Former Hollywood Reporter staffer and entertainment lawyer Matt Belloni revealed in his newsletter, “What I’m Hearing,” that inside sources are telling him the actress is speaking to her lawyers and “weighing her options.”
Johansson said in her suit that when she tried to renegotiate her contract to address the dual debut shift, Marvel and Disney were “unresponsive.” Belloni’s report seems to support that as he said sources tell him stars have found Disney “notoriously difficult to deal with” as the company made plans to redirect tentpole films to streaming.
Belloni claims Johansson is receiving an outpouring of support from other performers in her industry, saying, “There is an unusually high amount of cheering going on today in the talent community, which indicates these issues aren’t going away anytime soon,” he said.

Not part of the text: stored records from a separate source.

//! Reset sequencing.
//!
//! The reset handler runs with nothing initialised: `.data` still holds
//! whatever was in RAM and `.bss` is not zero. The sequencer fixes both
//! before any code can observe a global, brings up the clock tree, and
//! hands control to the application entry point. It never returns.

use bootcore::{Barrier, BssSegment, DataSegment, Registers};

use crate::clock::{ClockConfig, ClockTree};

/// Reset stages, in the order they run.
#[derive(Debug, Clone, Copy, PartialEq, Eq)]
pub enum ResetStage {
    /// Copy the `.data` image from flash to RAM.
    CopyData,
    /// Zero `.bss`.
    ZeroBss,
    /// Run the clock tree configurator.
    ClockBringUp,
    /// Call the application entry point.
    Transfer,
}

pub struct ResetSequencer<'a, R: Registers + ?Sized, B: Barrier> {
    regs: &'a mut R,
    barrier: &'a mut B,
    data: DataSegment,
    bss: BssSegment,
    config: ClockConfig,
}

impl<'a, R: Registers + ?Sized, B: Barrier> ResetSequencer<'a, R, B> {
    pub fn new(
        regs: &'a mut R,
        barrier: &'a mut B,
        data: DataSegment,
        bss: BssSegment,
        config: ClockConfig,
    ) -> Self {
        Self { regs, barrier, data, bss, config }
    }

    /// Run every stage and transfer to `entry`.
    ///
    /// # Safety
    /// `data` and `bss` must describe the linker's segments (or, in
    /// tests, memory nobody else is using), and nothing may have read a
    /// global yet.
    pub unsafe fn run(self, entry: fn() -> !) -> ! {
        // No logging until both segments are valid: the logger itself
        // lives in them.
        unsafe {
            self.data.init();
            self.bss.init();
        }

        log::debug!("reset: {:?} {} bytes", ResetStage::CopyData, self.data.len());
        log::debug!("reset: {:?} {} bytes", ResetStage::ZeroBss, self.bss.len());

        log::debug!("reset: {:?}", ResetStage::ClockBringUp);
        ClockTree::new(self.regs, self.barrier, self.config).configure();

        log::debug!("reset: {:?}", ResetStage::Transfer);
        entry()
    }
}
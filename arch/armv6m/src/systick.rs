//! SysTick timer and system handler priorities.
//!
//! The System Control Space layout is fixed by the architecture, so the
//! registers live here rather than in a chip crate.

use bitflags::bitflags;
use bootcore::num::{fits, round_div};
use bootcore::{Error, Register, Registers, Result};

/// SysTick control and status.
pub const SYST_CSR: Register = Register::word("SYST.CSR", 0xE000_E010);
/// SysTick reload value.
pub const SYST_RVR: Register = Register::word("SYST.RVR", 0xE000_E014);
/// SysTick current value.
pub const SYST_CVR: Register = Register::word("SYST.CVR", 0xE000_E018);
/// System handler priority register 2 (SVCall).
pub const SCB_SHPR2: Register = Register::word("SCB.SHPR2", 0xE000_ED1C);
/// System handler priority register 3 (PendSV, SysTick).
pub const SCB_SHPR3: Register = Register::word("SCB.SHPR3", 0xE000_ED20);

/// Priority bits implemented by ARMv6-M.
pub const PRIO_BITS: u32 = 2;

/// Lowest (numerically highest) priority level.
pub const LOWEST_PRIORITY: u8 = (1 << PRIO_BITS) - 1;

/// Width of the reload counter.
pub const RELOAD_BITS: u32 = 24;

bitflags! {
    /// SYST_CSR fields.
    #[derive(Debug, Clone, Copy, PartialEq, Eq)]
    pub struct Csr: u32 {
        const ENABLE = 1 << 0;
        const TICKINT = 1 << 1;
        const CLKSOURCE = 1 << 2;
        const COUNTFLAG = 1 << 16;
    }
}

/// System handlers with a programmable priority.
#[derive(Debug, Clone, Copy, PartialEq, Eq)]
pub enum SystemHandler {
    SvCall,
    PendSv,
    SysTick,
}

impl SystemHandler {
    const fn location(self) -> (Register, u32) {
        match self {
            SystemHandler::SvCall => (SCB_SHPR2, 24),
            SystemHandler::PendSv => (SCB_SHPR3, 16),
            SystemHandler::SysTick => (SCB_SHPR3, 24),
        }
    }
}

/// A SysTick reload value that fits the 24-bit counter.
#[derive(Debug, Clone, Copy, PartialEq, Eq)]
pub struct Reload(u32);

impl Reload {
    /// Reload for a period of `ticks` core cycles.
    pub const fn new(ticks: u32) -> Result<Self> {
        if ticks == 0 || !fits(ticks - 1, RELOAD_BITS) {
            return Err(Error::ReloadOutOfRange);
        }
        Ok(Self(ticks - 1))
    }

    /// Reload for `tick_hz` interrupts per second from a `core_hz` clock,
    /// rounded to the nearest cycle.
    pub const fn for_rate(core_hz: u32, tick_hz: u32) -> Result<Self> {
        if core_hz == 0 || tick_hz == 0 {
            return Err(Error::ZeroFrequency);
        }
        Self::new(round_div(core_hz, tick_hz))
    }

    /// Value written to SYST_RVR.
    pub const fn value(self) -> u32 {
        self.0
    }
}

/// Start SysTick from the core clock with its interrupt enabled and at
/// the lowest priority.
pub fn start<R: Registers + ?Sized>(regs: &mut R, reload: Reload) {
    regs.write(SYST_RVR, reload.value());
    set_priority(regs, SystemHandler::SysTick, LOWEST_PRIORITY);
    regs.write(SYST_CVR, 0);
    regs.write(SYST_CSR, (Csr::CLKSOURCE | Csr::TICKINT | Csr::ENABLE).bits());
}

/// Set a system handler's priority level (0 is highest).
/// Levels beyond [`LOWEST_PRIORITY`] are truncated to the implemented bits.
pub fn set_priority<R: Registers + ?Sized>(regs: &mut R, handler: SystemHandler, level: u8) {
    let (reg, shift) = handler.location();
    let encoded = ((level as u32) << (8 - PRIO_BITS)) & 0xFF;
    regs.modify(reg, |v| (v & !(0xFF << shift)) | (encoded << shift));
}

Variety echoed this view in a report that quoted an unnamed agent who said, ‘A lot of other actors are cheering for Scarlett and rooting her on. She has a lot of power and that makes this a visible conversation that puts Disney on the spot. By doing all of this in public, she might be able to change the rulebook.’
Belloni speculated that “Jungle Cruise” actress Emily Blunt could soon add her voice to the chorus supporting Johansson. Just like “Black Widow” and “Cruella,” “Jungle Cruise” was originally destined for theaters alone and ended up with less-than-stellar earnings under the hybrid approach. The film took in a mediocre $34 million at the box office this weekend, meaning it may struggle to recoup Disney’s $200 million investment.
That may not bother Disney, as it is benefitting from additional subscribers who want to watch these new movies from the comfort of their homes. But there’s no benefit to the hybrid model for celebrities whose salaries are based on box office performance, something Johansson’s filing notes.
“To maximize these receipts, and thereby protect her financial interests, Ms. Johansson extracted a promise from Marvel that the release of the picture would be a ‘theatrical release,” her suit states. “As Ms. Johansson, Disney, Marvel, and most everyone else in Hollywood knows, a ‘theatrical release’ is a release that is exclusive to movie theatres. Disney was well aware of this promise, but nonetheless directed Marvel to violate its pledge and instead release the picture on the Disney+ streaming service the very same day it was released in movie theatres.”
She then went on to point out that Disney’s top executives scored big bonuses based on the streaming platform’s success.
Disney responded that there is “no merit whatsoever to [Johansson’s] filing.” The company added, “It is especially sad and distressing in its callous disregard for the horrific and prolonged global effects of the COVID-19 pandemic.”